Phase 2: MVP (6-10 weeks)
- Job queue and workers
- Basic scaling
- Happy path works
Phase 3: Production (8-12 weeks)
- Error handling
- Monitoring and alerting
- Security hardening
- Load testing
Total: 4-7 months
This is best case with experienced team. Common delays:
- GPU availability issues
- Model performance optimization
- Edge case handling
- Integration problems
- Hiring delays
Common Mistakes
Underestimating Video
Video is harder than images:
- File sizes 100-1000x larger
- Processing time 100x longer
- More edge cases (codecs, framerates, corruption)
Ignoring Operations
Building is 30% of the work. Operating is 70%:
- What happens when the queue backs up?
- What happens when a worker crashes mid-job?

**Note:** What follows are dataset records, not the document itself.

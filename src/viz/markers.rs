//! Marker shapes drawn at data coordinates with a fixed pixel size.

use anyhow::Result;
use plotters::coord::types::RangedCoordf64;
use plotters::prelude::*;

use crate::error::draw_err;
use crate::theme::MarkerShape;

type DataArea<DB> = DrawingArea<DB, Cartesian2d<RangedCoordf64, RangedCoordf64>>;

/// Marker radius in pixels for a matplotlib-style area `s` (points squared).
pub fn radius_for_area(s: f64) -> i32 {
    ((s.max(1.0) / std::f64::consts::PI).sqrt()).round().max(1.0) as i32
}

/// Draw one marker of half-size `s` px centered on `at`.
pub fn draw_marker<DB: DrawingBackend>(
    area: &DataArea<DB>,
    at: (f64, f64),
    s: i32,
    st: ShapeStyle,
    marker: MarkerShape,
) -> Result<()> {
    match marker {
        MarkerShape::Circle => area
            .draw(&(EmptyElement::at(at) + Circle::new((0, 0), s, st)))
            .map_err(draw_err),
        MarkerShape::Square => area
            .draw(&(EmptyElement::at(at) + Rectangle::new([(-s, -s), (s, s)], st)))
            .map_err(draw_err),
        MarkerShape::Triangle => area
            .draw(&(EmptyElement::at(at) + Polygon::new(vec![(0, -s), (-s, s), (s, s)], st)))
            .map_err(draw_err),
        MarkerShape::Diamond => area
            .draw(
                &(EmptyElement::at(at)
                    + Polygon::new(vec![(0, -s), (-s, 0), (0, s), (s, 0)], st)),
            )
            .map_err(draw_err),
        MarkerShape::Cross => area
            .draw(
                &(EmptyElement::at(at)
                    + PathElement::new(vec![(-s, 0), (s, 0)], st.stroke_width(2))
                    + PathElement::new(vec![(0, -s), (0, s)], st.stroke_width(2))),
            )
            .map_err(draw_err),
        MarkerShape::X => area
            .draw(
                &(EmptyElement::at(at)
                    + PathElement::new(vec![(-s, -s), (s, s)], st.stroke_width(2))
                    + PathElement::new(vec![(-s, s), (s, -s)], st.stroke_width(2))),
            )
            .map_err(draw_err),
    }
}
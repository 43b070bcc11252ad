//! Interactive terminal UI.

use std::time::Duration;

use console::style;
use dialoguer::theme::ColorfulTheme;
use dialoguer::{Confirm, MultiSelect, Select};
use indicatif::{ProgressBar, ProgressStyle};

use crate::error::Result;

use super::{OutputMode, SpinnerHandle, UserInterface};

/// UI for interactive terminal sessions.
pub struct TerminalUI {
    mode: OutputMode,
    theme: ColorfulTheme,
}

impl TerminalUI {
    pub fn new(mode: OutputMode) -> Self {
        Self {
            mode,
            theme: ColorfulTheme::default(),
        }
    }
}

impl UserInterface for TerminalUI {
    fn output_mode(&self) -> OutputMode {
        self.mode
    }

    fn message(&mut self, msg: &str) {
        if self.mode != OutputMode::Quiet {
            println!("{msg}");
        }
    }

    fn success(&mut self, msg: &str) {
        println!("{} {}", style("✓").green().bold(), msg);
    }

    fn warning(&mut self, msg: &str) {
        eprintln!("{} {}", style("!").yellow().bold(), msg);
    }

    fn error(&mut self, msg: &str) {
        eprintln!("{} {}", style("✗").red().bold(), msg);
    }

    fn select(&mut self, prompt: &str, items: &[String], default: usize) -> Result<usize> {
        let choice = Select::with_theme(&self.theme)
            .with_prompt(prompt)
            .items(items)
            .default(default)
            .interact()
            .map_err(|e| anyhow::anyhow!("selection cancelled: {e}"))?;
        Ok(choice)
    }

    fn multi_select(&mut self, prompt: &str, items: &[String]) -> Result<Vec<usize>> {
        let choices = MultiSelect::with_theme(&self.theme)
            .with_prompt(prompt)
            .items(items)
            .interact()
            .map_err(|e| anyhow::anyhow!("selection cancelled: {e}"))?;
        Ok(choices)
    }

    fn confirm(&mut self, prompt: &str, default: bool) -> Result<bool> {
        let answer = Confirm::with_theme(&self.theme)
            .with_prompt(prompt)
            .default(default)
            .interact()
            .map_err(|e| anyhow::anyhow!("confirmation cancelled: {e}"))?;
        Ok(answer)
    }

    fn start_spinner(&mut self, message: &str) -> Box<dyn SpinnerHandle> {
        let bar = ProgressBar::new_spinner();
        bar.set_style(
            ProgressStyle::with_template("{spinner:.cyan} {msg}")
                .unwrap_or_else(|_| ProgressStyle::default_spinner()),
        );
        bar.set_message(message.to_string());
        bar.enable_steady_tick(Duration::from_millis(100));
        Box::new(TerminalSpinner { bar })
    }

    fn is_interactive(&self) -> bool {
        true
    }
}

/// Spinner backed by an indicatif progress bar.
struct TerminalSpinner {
    bar: ProgressBar,
}

impl SpinnerHandle for TerminalSpinner {
    fn set_message(&mut self, msg: &str) {
        self.bar.set_message(msg.to_string());
    }

    fn finish_success(&mut self, msg: &str) {
        self.bar
            .finish_with_message(format!("{} {}", style("✓").green(), msg));
    }

    fn finish_error(&mut self, msg: &str) {
        self.bar
            .finish_with_message(format!("{} {}", style("✗").red(), msg));
    }
}
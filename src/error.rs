//! Error types for pflaunch operations.
//!
//! This module defines [`PflaunchError`], the primary error type used
//! throughout the application, and a [`Result`] type alias for convenience.
//!
//! # Error Handling Strategy
//!
//! - Use `PflaunchError` for domain-specific errors that need distinct handling
//! - Use `anyhow::Error` (via `PflaunchError::Other`) for unexpected errors
//! - Every error is terminal to the current operation; nothing is retried
//! - Messages list the valid alternatives (installed versions, supported
//!   runtimes, known feature keys) so a human can correct configuration

use std::path::PathBuf;
use thiserror::Error;

/// Core error type for pflaunch operations.
#[derive(Debug, Error)]
pub enum PflaunchError {
    /// No installed versions matched the search pattern.
    #[error("No PowerFactory installations matching '{pattern}' found under {root}")]
    NoVersionsFound { root: PathBuf, pattern: String },

    /// A requested version is not among the installed ones.
    #[error("PowerFactory version '{requested}' is not installed; available versions: {}", available.join(", "))]
    InvalidVersion {
        requested: String,
        available: Vec<String>,
    },

    /// The host runtime cannot drive the selected version's automation bridge.
    #[error("Python runtime {runtime} is not usable with {version}; supported runtimes: {}", if supported.is_empty() { "none found".to_string() } else { supported.join(", ") })]
    IncompatibleRuntime {
        runtime: String,
        version: String,
        supported: Vec<String>,
    },

    /// The host runtime version could not be determined.
    #[error("Could not determine the host Python version: {message} (pass --runtime X.Y to override)")]
    RuntimeProbeFailed { message: String },

    /// The license host did not answer the reachability probe.
    #[error("License host '{host}' is unreachable; check the VPN connection")]
    HostUnreachable { host: String },

    /// The application executable is missing from the resolved directory.
    #[error("Executable not found: {path}")]
    ExecutableMissing { path: PathBuf },

    /// Spawning the application failed.
    #[error("Failed to launch {path}: {message}")]
    LaunchFailed { path: PathBuf, message: String },

    /// A license profile referenced a feature key outside the known table.
    #[error("Unknown license feature '{key}'; valid features: {}", valid.join(", "))]
    UnknownFeature { key: String, valid: Vec<String> },

    /// The automation session rejected an operation.
    #[error("PowerFactory session error: {message}")]
    SessionError { message: String },

    /// Failed to parse a configuration or study plan file.
    #[error("Failed to parse {path}: {message}")]
    ConfigParseError { path: PathBuf, message: String },

    /// IO error wrapper.
    #[error("IO error: {0}")]
    Io(#[from] std::io::Error),

    /// Generic wrapped error for anyhow interop.
    #[error(transparent)]
    Other(#[from] anyhow::Error),
}

/// Result type alias for pflaunch operations.
pub type Result<T> = std::result::Result<T, PflaunchError>;
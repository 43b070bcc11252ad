//! Non-interactive UI for CI and headless use.
//!
//! Prompts are never shown: selects fall back to their defaults and
//! multi-selects to an empty choice, so callers must pass everything they
//! need as flags.

use crate::error::Result;

use super::{OutputMode, SpinnerHandle, UserInterface};

/// Plain line-based UI with all prompts answered by defaults.
pub struct NonInteractiveUI {
    mode: OutputMode,
}

impl NonInteractiveUI {
    pub fn new(mode: OutputMode) -> Self {
        Self { mode }
    }
}

impl UserInterface for NonInteractiveUI {
    fn output_mode(&self) -> OutputMode {
        self.mode
    }

    fn message(&mut self, msg: &str) {
        if self.mode != OutputMode::Quiet {
            println!("{msg}");
        }
    }

    fn success(&mut self, msg: &str) {
        println!("{msg}");
    }

    fn warning(&mut self, msg: &str) {
        eprintln!("warning: {msg}");
    }

    fn error(&mut self, msg: &str) {
        eprintln!("error: {msg}");
    }

    fn select(&mut self, _prompt: &str, _items: &[String], default: usize) -> Result<usize> {
        Ok(default)
    }

    fn multi_select(&mut self, _prompt: &str, _items: &[String]) -> Result<Vec<usize>> {
        Ok(Vec::new())
    }

    fn confirm(&mut self, _prompt: &str, default: bool) -> Result<bool> {
        Ok(default)
    }

    fn start_spinner(&mut self, message: &str) -> Box<dyn SpinnerHandle> {
        if self.mode != OutputMode::Quiet {
            println!("{message}");
        }
        Box::new(LineSpinner)
    }

    fn is_interactive(&self) -> bool {
        false
    }
}

/// Spinner replacement that prints finish lines only.
struct LineSpinner;

impl SpinnerHandle for LineSpinner {
    fn set_message(&mut self, _msg: &str) {}

    fn finish_success(&mut self, msg: &str) {
        println!("{msg}");
    }

    fn finish_error(&mut self, msg: &str) {
        eprintln!("error: {msg}");
    }
}
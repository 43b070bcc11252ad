//! Command dispatching.
//!
//! This module provides the core command infrastructure:
//! - [`Command`] trait for implementing commands
//! - [`CommandResult`] for uniform result reporting
//! - [`CommandDispatcher`] for routing CLI subcommands

use crate::cli::args::{Cli, Commands};
use crate::config::Settings;
use crate::error::Result;
use crate::ui::UserInterface;

/// Trait for command implementations.
///
/// Each CLI subcommand implements this trait to provide its execution logic.
pub trait Command {
    /// Execute the command.
    ///
    /// # Arguments
    ///
    /// * `ui` - User interface for displaying output and prompts
    ///
    /// # Returns
    ///
    /// A [`CommandResult`] indicating success/failure and exit code.
    fn execute(&self, ui: &mut dyn UserInterface) -> Result<CommandResult>;
}

/// Result of command execution.
#[derive(Debug)]
pub struct CommandResult {
    /// Whether the command succeeded.
    pub success: bool,

    /// Exit code to use (0 for success, non-zero for failure).
    pub exit_code: i32,
}

impl CommandResult {
    /// Create a successful result.
    pub fn success() -> Self {
        Self {
            success: true,
            exit_code: 0,
        }
    }

    /// Create a failure result.
    pub fn failure(exit_code: i32) -> Self {
        Self {
            success: false,
            exit_code,
        }
    }
}

/// Dispatches CLI commands to their implementations.
pub struct CommandDispatcher {
    settings: Settings,
}

impl CommandDispatcher {
    /// Create a new dispatcher for the given resolved settings.
    pub fn new(settings: Settings) -> Self {
        Self { settings }
    }

    /// Get the resolved settings.
    pub fn settings(&self) -> &Settings {
        &self.settings
    }

    /// Dispatch and execute a command.
    ///
    /// Routes the CLI subcommand to the appropriate command implementation
    /// and executes it.
    pub fn dispatch(&self, cli: &Cli, ui: &mut dyn UserInterface) -> Result<CommandResult> {
        match &cli.command {
            Some(Commands::Launch(args)) => {
                let cmd = super::launch::LaunchCommand::new(self.settings.clone(), args.clone());
                cmd.execute(ui)
            }
            Some(Commands::List(args)) => {
                let cmd = super::list::ListCommand::new(self.settings.clone(), args.clone());
                cmd.execute(ui)
            }
            Some(Commands::Status(args)) => {
                let cmd = super::status::StatusCommand::new(self.settings.clone(), args.clone());
                cmd.execute(ui)
            }
            Some(Commands::Study(args)) => {
                let cmd = super::study::StudyCommand::new(args.clone());
                cmd.execute(ui)
            }
            Some(Commands::Completions(args)) => {
                let cmd = super::completions::CompletionsCommand::new(args.clone());
                cmd.execute(ui)
            }
            None => {
                // Default to launch with default args
                let cmd = super::launch::LaunchCommand::new(
                    self.settings.clone(),
                    crate::cli::args::LaunchArgs::default(),
                );
                cmd.execute(ui)
            }
        }
    }
}
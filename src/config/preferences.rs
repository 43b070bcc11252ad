//! Saved launch preferences.
//!
//! Remembers the last selected version and license profile so repeat
//! launches can default to them. Persistence is best-effort: a failed save
//! is logged and never fails the launch.

use std::path::PathBuf;

use chrono::{DateTime, Utc};
use serde::{Deserialize, Serialize};

use crate::error::{PflaunchError, Result};

/// Last-used launch choices.
#[derive(Debug, Clone, Default, Serialize, Deserialize, PartialEq, Eq)]
pub struct Preferences {
    /// Version name picked on the last run.
    #[serde(default)]
    pub last_version: Option<String>,

    /// Feature keys enabled on the last run.
    #[serde(default)]
    pub last_features: Vec<String>,

    /// When the last launch happened.
    #[serde(default)]
    pub last_launch: Option<DateTime<Utc>>,
}

impl Preferences {
    /// Preferences file under the user data dir.
    pub fn file_path() -> Option<PathBuf> {
        dirs::data_dir().map(|d| d.join("pflaunch").join("preferences.yml"))
    }

    /// Load saved preferences; missing file or missing data dir yields defaults.
    pub fn load() -> Self {
        let Some(path) = Self::file_path() else {
            return Self::default();
        };
        if !path.is_file() {
            return Self::default();
        }
        match std::fs::read_to_string(&path) {
            Ok(content) => serde_yaml::from_str(&content).unwrap_or_else(|e| {
                tracing::warn!("Ignoring malformed preferences at {}: {}", path.display(), e);
                Self::default()
            }),
            Err(e) => {
                tracing::warn!("Could not read preferences at {}: {}", path.display(), e);
                Self::default()
            }
        }
    }

    /// Save preferences using the write-to-temp-then-rename pattern.
    pub fn save(&self) -> Result<()> {
        let Some(path) = Self::file_path() else {
            return Ok(());
        };
        self.save_to(&path)
    }

    /// Save to an explicit path (tests use a temp dir).
    pub fn save_to(&self, path: &std::path::Path) -> Result<()> {
        if let Some(parent) = path.parent() {
            std::fs::create_dir_all(parent)?;
        }
        let content =
            serde_yaml::to_string(self).map_err(|e| PflaunchError::ConfigParseError {
                path: path.to_path_buf(),
                message: e.to_string(),
            })?;

        let temp_path = path.with_extension("yml.tmp");
        std::fs::write(&temp_path, &content)?;
        std::fs::rename(&temp_path, path)?;
        Ok(())
    }

    /// Record the choices of a successful launch.
    pub fn record_launch(&mut self, version: &str, features: &[&str]) {
        self.last_version = Some(version.to_string());
        self.last_features = features.iter().map(|f| f.to_string()).collect();
        self.last_launch = Some(Utc::now());
    }
}
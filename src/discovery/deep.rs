//! Deep installation scan.
//!
//! Fallback for non-standard installations: instead of trusting the
//! directory naming convention, walk a set of roots looking for the
//! application executable itself. Slower than [`super::list_installed`],
//! so only run on request (`pflaunch list --deep`).

use std::path::Path;

use walkdir::WalkDir;

use super::versions::{extract_year, InstalledVersion};
use super::PF_EXECUTABLE;

/// Depth limit for the walk; vendor installs sit at most a few levels deep.
const MAX_DEPTH: usize = 4;

/// Walk `roots` for directories containing the application executable.
///
/// Returns whatever was found, sorted ascending by name; an empty result is
/// not an error here since the caller combines this with the pattern scan.
pub fn deep_scan(roots: &[&Path]) -> Vec<InstalledVersion> {
    let mut found = Vec::new();

    for root in roots {
        for entry in WalkDir::new(root)
            .max_depth(MAX_DEPTH)
            .into_iter()
            .filter_map(|e| e.ok())
        {
            if entry.file_type().is_file() && entry.file_name() == PF_EXECUTABLE {
                let Some(install) = entry.path().parent() else {
                    continue;
                };
                let name = install
                    .file_name()
                    .map(|n| n.to_string_lossy().to_string())
                    .unwrap_or_default();
                tracing::debug!("Deep scan hit: {}", install.display());
                found.push(InstalledVersion {
                    year: extract_year(&name).unwrap_or(0),
                    name,
                    install_path: install.to_path_buf(),
                });
            }
        }
    }

    found.sort_by(|a, b| a.name.cmp(&b.name));
    found.dedup_by(|a, b| a.install_path == b.install_path);
    found
}
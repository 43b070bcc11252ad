//! Command implementations.

pub mod completions;
pub mod dispatcher;
pub mod launch;
pub mod list;
pub mod status;
pub mod study;
//! Mock UI implementation for testing.
//!
//! `MockUI` implements the `UserInterface` trait and captures all
//! interactions for later assertion. Prompt answers can be pre-configured
//! per prompt text.

use std::collections::HashMap;

use crate::error::Result;

use super::{OutputMode, SpinnerHandle, UserInterface};

/// Mock UI capturing all interactions.
#[derive(Debug, Default)]
pub struct MockUI {
    mode: OutputMode,
    interactive: bool,
    messages: Vec<String>,
    successes: Vec<String>,
    warnings: Vec<String>,
    errors: Vec<String>,
    spinners: Vec<String>,
    prompts_shown: Vec<String>,
    select_responses: HashMap<String, usize>,
    multi_select_responses: HashMap<String, Vec<usize>>,
    confirm_responses: HashMap<String, bool>,
}

impl MockUI {
    pub fn new() -> Self {
        Self::default()
    }

    /// Make the mock behave as an interactive terminal.
    pub fn interactive(mut self) -> Self {
        self.interactive = true;
        self
    }

    /// Pre-configure the answer for a select prompt.
    pub fn set_select_response(&mut self, prompt: &str, index: usize) {
        self.select_responses.insert(prompt.to_string(), index);
    }

    /// Pre-configure the answer for a multi-select prompt.
    pub fn set_multi_select_response(&mut self, prompt: &str, indices: Vec<usize>) {
        self.multi_select_responses
            .insert(prompt.to_string(), indices);
    }

    /// Pre-configure the answer for a confirmation.
    pub fn set_confirm_response(&mut self, prompt: &str, answer: bool) {
        self.confirm_responses.insert(prompt.to_string(), answer);
    }

    pub fn messages(&self) -> &[String] {
        &self.messages
    }

    pub fn successes(&self) -> &[String] {
        &self.successes
    }

    pub fn warnings(&self) -> &[String] {
        &self.warnings
    }

    pub fn errors(&self) -> &[String] {
        &self.errors
    }

    pub fn spinners(&self) -> &[String] {
        &self.spinners
    }

    pub fn prompts_shown(&self) -> &[String] {
        &self.prompts_shown
    }

    /// Check if a specific message was shown.
    pub fn has_message(&self, msg: &str) -> bool {
        self.messages.iter().any(|m| m.contains(msg))
    }

    /// Check if a specific success was shown.
    pub fn has_success(&self, msg: &str) -> bool {
        self.successes.iter().any(|m| m.contains(msg))
    }

    /// Check if a specific warning was shown.
    pub fn has_warning(&self, msg: &str) -> bool {
        self.warnings.iter().any(|m| m.contains(msg))
    }

    /// Check if a specific error was shown.
    pub fn has_error(&self, msg: &str) -> bool {
        self.errors.iter().any(|m| m.contains(msg))
    }
}

impl UserInterface for MockUI {
    fn output_mode(&self) -> OutputMode {
        self.mode
    }

    fn message(&mut self, msg: &str) {
        self.messages.push(msg.to_string());
    }

    fn success(&mut self, msg: &str) {
        self.successes.push(msg.to_string());
    }

    fn warning(&mut self, msg: &str) {
        self.warnings.push(msg.to_string());
    }

    fn error(&mut self, msg: &str) {
        self.errors.push(msg.to_string());
    }

    fn select(&mut self, prompt: &str, items: &[String], default: usize) -> Result<usize> {
        self.prompts_shown.push(prompt.to_string());
        let index = self.select_responses.get(prompt).copied().unwrap_or(default);
        debug_assert!(index < items.len().max(1));
        Ok(index)
    }

    fn multi_select(&mut self, prompt: &str, _items: &[String]) -> Result<Vec<usize>> {
        self.prompts_shown.push(prompt.to_string());
        Ok(self
            .multi_select_responses
            .get(prompt)
            .cloned()
            .unwrap_or_default())
    }

    fn confirm(&mut self, prompt: &str, default: bool) -> Result<bool> {
        self.prompts_shown.push(prompt.to_string());
        Ok(self.confirm_responses.get(prompt).copied().unwrap_or(default))
    }

    fn start_spinner(&mut self, message: &str) -> Box<dyn SpinnerHandle> {
        self.spinners.push(message.to_string());
        Box::new(MockSpinner)
    }

    fn is_interactive(&self) -> bool {
        self.interactive
    }
}

/// Spinner that swallows everything.
struct MockSpinner;

impl SpinnerHandle for MockSpinner {
    fn set_message(&mut self, _msg: &str) {}
    fn finish_success(&mut self, _msg: &str) {}
    fn finish_error(&mut self, _msg: &str) {}
}
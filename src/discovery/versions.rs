//! Installed-version scanning.
//!
//! A PowerFactory release installs into a directory named after the product
//! and release year, e.g. `PowerFactory 2018 SP5` or `PowerFactory 2020`.
//! The locator runs a single filesystem pass over the installation root,
//! keeps directories whose name matches the configured wildcard pattern,
//! parses the year token, and drops releases older than the minimum the
//! tool has been tested against.

use std::path::{Path, PathBuf};

use regex::Regex;

use crate::error::{PflaunchError, Result};

/// One installed PowerFactory version, immutable after the scan.
#[derive(Debug, Clone, PartialEq, Eq)]
pub struct InstalledVersion {
    /// Directory name, e.g. `PowerFactory 2018 SP5`.
    pub name: String,
    /// Release year parsed from the name.
    pub year: u32,
    /// Absolute installation directory.
    pub install_path: PathBuf,
}

/// Scan `root` for installations matching the wildcard `pattern`.
///
/// Entries whose year is below `min_year` are excluded; results are sorted
/// ascending by name. Fails with [`PflaunchError::NoVersionsFound`] when
/// nothing matches; the caller decides whether that is fatal.
pub fn list_installed(root: &Path, pattern: &str, min_year: u32) -> Result<Vec<InstalledVersion>> {
    let matcher = pattern_to_regex(pattern);
    let mut found = Vec::new();

    let entries = match std::fs::read_dir(root) {
        Ok(entries) => entries,
        // A missing root is the same situation as an empty one
        Err(e) if e.kind() == std::io::ErrorKind::NotFound => {
            return Err(PflaunchError::NoVersionsFound {
                root: root.to_path_buf(),
                pattern: pattern.to_string(),
            })
        }
        Err(e) => return Err(e.into()),
    };

    for entry in entries {
        let entry = entry?;
        if !entry.file_type()?.is_dir() {
            continue;
        }
        let name = entry.file_name().to_string_lossy().to_string();
        if !matcher.is_match(&name) {
            continue;
        }
        let Some(year) = extract_year(&name) else {
            tracing::debug!("Skipping '{}': no numeric year token", name);
            continue;
        };
        if year < min_year {
            tracing::debug!("Skipping '{}': release year {} < {}", name, year, min_year);
            continue;
        }
        found.push(InstalledVersion {
            name,
            year,
            install_path: entry.path(),
        });
    }

    if found.is_empty() {
        return Err(PflaunchError::NoVersionsFound {
            root: root.to_path_buf(),
            pattern: pattern.to_string(),
        });
    }

    found.sort_by(|a, b| a.name.cmp(&b.name));
    Ok(found)
}

/// Extract the first numeric run in a version name as the release year.
pub fn extract_year(name: &str) -> Option<u32> {
    let re = Regex::new(r"\d+").expect("static regex");
    re.find(name).and_then(|m| m.as_str().parse().ok())
}

/// Compile a glob-style pattern (`*`, `?`) into an anchored regex.
fn pattern_to_regex(pattern: &str) -> Regex {
    let mut expr = String::with_capacity(pattern.len() + 8);
    expr.push('^');
    for ch in pattern.chars() {
        match ch {
            '*' => expr.push_str(".*"),
            '?' => expr.push('.'),
            other => expr.push_str(&regex::escape(&other.to_string())),
        }
    }
    expr.push('$');
    Regex::new(&expr).expect("escaped pattern is always a valid regex")
}

#[cfg(test)]
mod tests {
    use super::*;
    use std::fs;
    use tempfile::TempDir;

    fn setup_root(names: &[&str]) -> TempDir {
        let temp = TempDir::new().unwrap();
        for name in names {
            fs::create_dir(temp.path().join(name)).unwrap();
        }
        temp
    }

    #[test]
    fn lists_matching_versions_sorted_ascending() {
        let root = setup_root(&[
            "PowerFactory 2020",
            "PowerFactory 2018 SP5",
            "PowerFactory 2019",
        ]);

        let versions = list_installed(root.path(), "PowerFactory 20*", 2017).unwrap();

        let names: Vec<_> = versions.iter().map(|v| v.name.as_str()).collect();
        assert_eq!(
            names,
            vec![
                "PowerFactory 2018 SP5",
                "PowerFactory 2019",
                "PowerFactory 2020"
            ]
        );
    }

    #[test]
    fn excludes_versions_below_minimum_year() {
        let root = setup_root(&[
            "PowerFactory 2016 SP5",
            "PowerFactory 2017",
            "PowerFactory 2018 SP5",
            "PowerFactory 2020",
        ]);

        let versions = list_installed(root.path(), "PowerFactory 20*", 2017).unwrap();

        assert!(versions.iter().all(|v| v.year >= 2017));
        assert_eq!(versions.len(), 3);
    }

    #[test]
    fn ignores_non_matching_entries() {
        let root = setup_root(&["PowerFactory 2020", "DIgSILENT GridCode", "Sincal 16"]);

        let versions = list_installed(root.path(), "PowerFactory 20*", 2017).unwrap();

        assert_eq!(versions.len(), 1);
        assert_eq!(versions[0].name, "PowerFactory 2020");
    }

    #[test]
    fn ignores_plain_files() {
        let root = setup_root(&["PowerFactory 2020"]);
        fs::write(root.path().join("PowerFactory 2021"), "not a directory").unwrap();

        let versions = list_installed(root.path(), "PowerFactory 20*", 2017).unwrap();

        assert_eq!(versions.len(), 1);
    }

    #[test]
    fn empty_root_is_not_found() {
        let root = TempDir::new().unwrap();

        let err = list_installed(root.path(), "PowerFactory 20*", 2017).unwrap_err();

        assert!(matches!(err, PflaunchError::NoVersionsFound { .. }));
    }

    #[test]
    fn missing_root_is_not_found() {
        let err = list_installed(
            Path::new("/nonexistent/DIgSILENT"),
            "PowerFactory 20*",
            2017,
        )
        .unwrap_err();

        assert!(matches!(err, PflaunchError::NoVersionsFound { .. }));
    }

    #[test]
    fn year_is_parsed_from_display_name() {
        let root = setup_root(&["PowerFactory 2018 SP5"]);

        let versions = list_installed(root.path(), "PowerFactory 20*", 2017).unwrap();

        assert_eq!(versions[0].year, 2018);
        assert_eq!(versions[0].install_path, root.path().join("PowerFactory 2018 SP5"));
    }

    #[test]
    fn extract_year_takes_first_numeric_run() {
        assert_eq!(extract_year("PowerFactory 2018 SP5"), Some(2018));
        assert_eq!(extract_year("PowerFactory 2020"), Some(2020));
        assert_eq!(extract_year("PowerFactory"), None);
    }

    #[test]
    fn pattern_wildcards_match_as_glob() {
        let re = pattern_to_regex("PowerFactory 20*");
        assert!(re.is_match("PowerFactory 2020"));
        assert!(re.is_match("PowerFactory 2018 SP5"));
        assert!(!re.is_match("PowerFactory 1999"));
        assert!(!re.is_match("Other PowerFactory 2020"));
    }

    #[test]
    fn pattern_escapes_regex_metacharacters() {
        let re = pattern_to_regex("App (x64) 1?");
        assert!(re.is_match("App (x64) 12"));
        assert!(!re.is_match("App x64 12"));
    }
}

- What happens when GPUs run out of memory?
Underbudgeting GPU
Common mistake: "We'll use T4s, they're cheap."
- T4s are too slow for production video
- A10G is minimum for reasonable throughput
- 4K requires L40S or tiling
Skipping Compliance
If you need HIPAA/SOC 2 later, retrofitting is painful:
- Audit logs need to be comprehensive
- Access controls need to be tight
- Documentation needs to exist
Frequently Asked Questions
4-7 months from start to production-ready with an experienced team. Longer if you're learning as you go.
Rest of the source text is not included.